When You Absolutely Need a Forensic Evaluation

Sometimes an experienced Child Custody lawyer can tell that it is going to be very difficult to persuade the judge that parental alienation is taking place. In some cases even though parental alieantion is quite obvious, a seasoned child custody lawyer will be able to tell that the judge is very resistant to changing custody, and sometimes changing custody is the only practical way to deal with the situation.

Also, under the current New York Court rules, attorneys for the child or children are required to advocate the child or children’s expressed preferences in most situations which involve children over a certain age and maturity. They are only allowed to “subsitute judgment” and advocate for the child or childrens’ best interests rather than their expressed wishes in some special circumstances. If, however, there is a full forensic evaluation where the report indicates that parental alienation exists, the attorney for the child may be more inclined to substitute judgment.

Most judges, and even most appellate courts, do give a significant weight to the recommendations of attorneys representing the child or children.

What To Do If You Can’t Get A Forensic Evaluation

In general, the decision about whether to order a forensic evaluation is in the sound discretion of the trial court. If you make a motion for one, and the motion is denied, you may be able to take an appeal from the judge’s order if your papers document the need for the evaluation.

Sometimes the problem is that your client cannot afford the cost of a full forensic evaluation. In Family Courts, judges will sometimes order an evaluation by Mental Health Services. Mental Health Service sis an arm of the court has offices in all of the Family Courts and is free. In the past MHS was limited to doing evaluations in child neglect cases, but in more recent years they have been taking custody and visitation cases as well. The clinicians are licensed pschologists, and I have found that, at least in Manhattan, they are experienced and qualified.

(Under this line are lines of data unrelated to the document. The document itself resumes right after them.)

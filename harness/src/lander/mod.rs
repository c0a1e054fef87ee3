//! Lunar Lander simulation.
//!
//! A simplified rigid-body version of the classic control task. It keeps
//! the viewport geometry, the normalized 8-value observation, the four
//! discrete actions, the shaped reward and the termination rules, but
//! replaces the physics engine with explicit integration and a small
//! contact model for the two legs.

mod observation;
mod terrain;

pub use observation::{Action, Observation, StepResult, StepStatus};
pub use terrain::{Terrain, CHUNKS};

use rand::rngs::StdRng;
use rand::{Rng, SeedableRng};
use serde::{Deserialize, Serialize};
use thiserror::Error;
use tracing::debug;

pub const FPS: f64 = 50.0;
pub const SCALE: f64 = 30.0;
pub const VIEWPORT_W: f64 = 600.0;
pub const VIEWPORT_H: f64 = 400.0;
pub const W: f64 = VIEWPORT_W / SCALE;
pub const H: f64 = VIEWPORT_H / SCALE;
pub const LEG_AWAY: f64 = 20.0 / SCALE;
pub const LEG_DOWN: f64 = 18.0 / SCALE;
/// Lower hull corners in the body frame
const HULL_BOTTOM: [(f64, f64); 2] = [(-17.0 / SCALE, -10.0 / SCALE), (17.0 / SCALE, -10.0 / SCALE)];
/// Feet in the body frame
const FEET: [(f64, f64); 2] = [(-LEG_AWAY, -LEG_DOWN), (LEG_AWAY, -LEG_DOWN)];

const CONTACT_TOLERANCE: f64 = 0.02;
const GROUND_FRICTION: f64 = 0.1;
const LEVELING_RATE: f64 = 0.2;
const REST_SPEED: f64 = 0.05;
const REST_ANGULAR_SPEED: f64 = 0.05;

#[derive(Error, Debug)]
pub enum LanderError {
    #[error("Episode is over, call reset first")]
    EpisodeOver,

    #[error("Invalid action: {0}")]
    InvalidAction(i64),

    #[error("Invalid lander configuration: {0}")]
    InvalidConfig(String),
}

pub type LanderResult<T> = Result<T, LanderError>;

/// Physical parameters of the simulation
#[derive(Debug, Clone, PartialEq, Serialize, Deserialize)]
#[serde(default)]
pub struct LanderConfig {
    pub gravity: f64,
    /// Acceleration of the main engine along the hull axis
    pub main_engine_accel: f64,
    /// Lateral acceleration of an orientation engine
    pub side_engine_accel: f64,
    /// Angular acceleration of an orientation engine
    pub side_engine_angular_accel: f64,
    /// Angular acceleration while tipping over a single leg
    pub tipping_angular_accel: f64,
    /// Relative spread of engine thrust
    pub dispersion: f64,
    /// Bound on each component of the random initial velocity
    pub initial_speed: f64,
    /// Leg impact speed that breaks the lander
    pub crash_speed: f64,
    /// Consecutive steps at rest on both legs that end the episode
    pub rest_steps: usize,
    pub time_limit: usize,
    /// Generate random terrain; flat ground at the helipad height otherwise
    pub random_terrain: bool,
}

impl Default for LanderConfig {
    fn default() -> Self {
        Self {
            gravity: -10.0,
            main_engine_accel: 15.0,
            side_engine_accel: 2.0,
            side_engine_angular_accel: 4.0,
            tipping_angular_accel: 3.0,
            dispersion: 0.05,
            initial_speed: 2.0,
            crash_speed: 4.0,
            rest_steps: 25,
            time_limit: 1000,
            random_terrain: true,
        }
    }
}

impl LanderConfig {
    pub fn with_gravity(mut self, gravity: f64) -> Self {
        self.gravity = gravity;
        self
    }

    pub fn with_initial_speed(mut self, initial_speed: f64) -> Self {
        self.initial_speed = initial_speed;
        self
    }

    pub fn with_dispersion(mut self, dispersion: f64) -> Self {
        self.dispersion = dispersion;
        self
    }

    pub fn with_time_limit(mut self, time_limit: usize) -> Self {
        self.time_limit = time_limit;
        self
    }

    pub fn with_random_terrain(mut self, random_terrain: bool) -> Self {
        self.random_terrain = random_terrain;
        self
    }

    pub fn validate(&self) -> Result<(), String> {
        if !(-12.0..0.0).contains(&self.gravity) {
            return Err("Gravity must be in [-12, 0)".to_string());
        }
        if self.main_engine_accel <= 0.0 {
            return Err("Main engine acceleration must be positive".to_string());
        }
        if self.side_engine_accel < 0.0 || self.side_engine_angular_accel < 0.0 {
            return Err("Side engine accelerations cannot be negative".to_string());
        }
        if !(0.0..1.0).contains(&self.dispersion) {
            return Err("Dispersion must be in [0, 1)".to_string());
        }
        if self.initial_speed < 0.0 {
            return Err("Initial speed cannot be negative".to_string());
        }
        if self.crash_speed <= 0.0 {
            return Err("Crash speed must be positive".to_string());
        }
        if self.rest_steps == 0 {
            return Err("Rest steps must be greater than 0".to_string());
        }
        if self.time_limit == 0 {
            return Err("Time limit must be greater than 0".to_string());
        }
        Ok(())
    }
}
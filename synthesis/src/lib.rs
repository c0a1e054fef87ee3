pub mod domain;
pub mod error;
pub mod formula;
pub mod game;
pub mod monitor;
pub mod parser;
pub mod solver;
pub mod spec;
pub mod transducer;

pub use domain::{Domain, Valuation, Value, VarTable};
pub use error::{ParseError, SynthesisError, SynthesisResult};
pub use formula::{CompareOp, Formula};
pub use game::{Game, Limits, StateSet};
pub use monitor::{evaluate, Monitor, MonitorReport, Property, PropertyResult, Verdict};
pub use parser::parse;
pub use solver::{solve, Solution};
pub use spec::{GrSpec, InitialCondition, Section, SpecFile, VarDecl};
pub use transducer::{
    check_realizable, synthesize, synthesize_with_limits, MachineState, Transducer,
    TransducerExport, TransducerRunner, TransitionExport,
};

pub mod prelude {
    pub use crate::domain::*;
    pub use crate::error::*;
    pub use crate::formula::*;
    pub use crate::monitor::*;
    pub use crate::spec::*;
    pub use crate::transducer::*;
}
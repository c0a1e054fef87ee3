use super::{LanderError, LanderResult};
use serde::{Deserialize, Serialize};
use std::fmt;

/// Discrete engine command
#[derive(Debug, Clone, Copy, PartialEq, Eq, Hash, Serialize, Deserialize)]
#[serde(into = "u8", try_from = "u8")]
pub enum Action {
    Noop = 0,
    /// Left orientation engine: pushes the lander left and turns it
    /// counter-clockwise
    FireLeft = 1,
    FireMain = 2,
    /// Mirror image of [`Action::FireLeft`]
    FireRight = 3,
}

impl Action {
    pub const ALL: [Action; 4] = [
        Action::Noop,
        Action::FireLeft,
        Action::FireMain,
        Action::FireRight,
    ];

    pub fn index(self) -> u8 {
        self as u8
    }
}

impl TryFrom<u8> for Action {
    type Error = LanderError;

    fn try_from(value: u8) -> LanderResult<Self> {
        match value {
            0 => Ok(Action::Noop),
            1 => Ok(Action::FireLeft),
            2 => Ok(Action::FireMain),
            3 => Ok(Action::FireRight),
            other => Err(LanderError::InvalidAction(i64::from(other))),
        }
    }
}

impl TryFrom<i64> for Action {
    type Error = LanderError;

    fn try_from(value: i64) -> LanderResult<Self> {
        u8::try_from(value)
            .map_err(|_| LanderError::InvalidAction(value))
            .and_then(Action::try_from)
    }
}

impl From<Action> for u8 {
    fn from(action: Action) -> Self {
        action.index()
    }
}

impl fmt::Display for Action {
    fn fmt(&self, f: &mut fmt::Formatter<'_>) -> fmt::Result {
        write!(f, "{}", self.index())
    }
}

/// Normalized observation, in the layout
/// `[x, y, vx, vy, angle, angular_velocity, left_contact, right_contact]`.
///
/// `x` is 0 over the pad centre and ±1 at the viewport edges, `y` is 0
/// when the legs rest on the pad.
#[derive(Debug, Clone, Copy, PartialEq, Default, Serialize, Deserialize)]
pub struct Observation {
    pub x: f64,
    pub y: f64,
    pub vx: f64,
    pub vy: f64,
    pub angle: f64,
    pub angular_velocity: f64,
    pub left_contact: bool,
    pub right_contact: bool,
}

impl Observation {
    pub fn to_array(&self) -> [f64; 8] {
        [
            self.x,
            self.y,
            self.vx,
            self.vy,
            self.angle,
            self.angular_velocity,
            if self.left_contact { 1.0 } else { 0.0 },
            if self.right_contact { 1.0 } else { 0.0 },
        ]
    }

    pub fn from_array(values: [f64; 8]) -> Self {
        Self {
            x: values[0],
            y: values[1],
            vx: values[2],
            vy: values[3],
            angle: values[4],
            angular_velocity: values[5],
            left_contact: values[6] != 0.0,
            right_contact: values[7] != 0.0,
        }
    }

    pub fn both_legs_down(&self) -> bool {
        self.left_contact && self.right_contact
    }
}

impl fmt::Display for Observation {
    fn fmt(&self, f: &mut fmt::Formatter<'_>) -> fmt::Result {
        write!(
            f,
            "x={:5.2}, y={:5.2}, vx={:5.2}, vy={:5.2}, ang={:5.2}, av={:5.2}, lleg={}, rleg={}",
            self.x,
            self.y,
            self.vx,
            self.vy,
            self.angle,
            self.angular_velocity,
            u8::from(self.left_contact),
            u8::from(self.right_contact)
        )
    }
}

/// Outcome flags of a single step
#[derive(Debug, Clone, Copy, PartialEq, Eq, Default, Serialize, Deserialize)]
pub struct StepStatus {
    pub crashed: bool,
    pub out_of_bounds: bool,
    /// Came to rest on both legs
    pub landed: bool,
}

#[derive(Debug, Clone, Copy, PartialEq, Serialize, Deserialize)]
pub struct StepResult {
    pub observation: Observation,
    pub reward: f64,
    pub terminated: bool,
    pub truncated: bool,
    pub status: StepStatus,
}

impl StepResult {
    pub fn done(&self) -> bool {
        self.terminated || self.truncated
    }
}
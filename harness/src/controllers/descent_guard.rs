use super::{Command, Controller, ControllerResult};
use crate::lander::{Action, Observation};

/// Fires the left engine whenever the descent or the spin looks dangerous.
///
/// The rules were written expecting the left engine to brake; by the
/// action convention it only pushes sideways. They are kept as written.
#[derive(Debug, Clone)]
pub struct DescentGuardController {
    low_altitude: f64,
    low_descent_speed: f64,
    max_vertical_speed: f64,
    max_angular_velocity: f64,
}

impl DescentGuardController {
    pub const NAME: &'static str = "descent-guard";

    pub fn new() -> Self {
        Self {
            low_altitude: 0.2,
            low_descent_speed: 0.5,
            max_vertical_speed: 5.0,
            max_angular_velocity: 3.0,
        }
    }

    /// Not hitting the ground fast and not spinning out of control
    pub fn is_safe(&self, obs: &Observation) -> bool {
        !(obs.y < 0.1 && obs.vy.abs() > 0.5) && obs.angular_velocity.abs() <= 4.0
    }
}

impl Default for DescentGuardController {
    fn default() -> Self {
        Self::new()
    }
}

impl Controller for DescentGuardController {
    fn name(&self) -> &str {
        Self::NAME
    }

    fn control(&mut self, obs: &Observation) -> ControllerResult<Command> {
        let danger = (obs.y < self.low_altitude && obs.vy < -self.low_descent_speed)
            || obs.vy.abs() > self.max_vertical_speed
            || obs.angular_velocity.abs() > self.max_angular_velocity;
        let action = if danger {
            Action::FireLeft
        } else {
            Action::Noop
        };
        Ok(action.into())
    }
}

In addition to being free, they typically work much faster than independent forensic psychologist or psychiatrists, and can provide a report much quicker, sometimes within 60 days, whereas independent forensic psychologists can take from 3 months up to a year in some circumstances to provide a report.

Some Courts have also allowed very experienced forensic social workers to do reports which are similar in most respects to reports done by forensic psychologists, although they are shorter and do not include results of psychological testing.

The Court Can Order Forensic Evaluations In The Middle Of A Custody Trial

Although the trial Court in general has discretion whether or not to order a forensic evaluation, this discretion is not absolute, and can be reversible error in situations whre there is domestic violence, or where a party suffers from drug use, or serious mental health issues. This evidence may not be available until the middle of trial, and there are many reported appellate cases where the Judge either decided during the trial to order an evaluation or was reversed for failing to do so.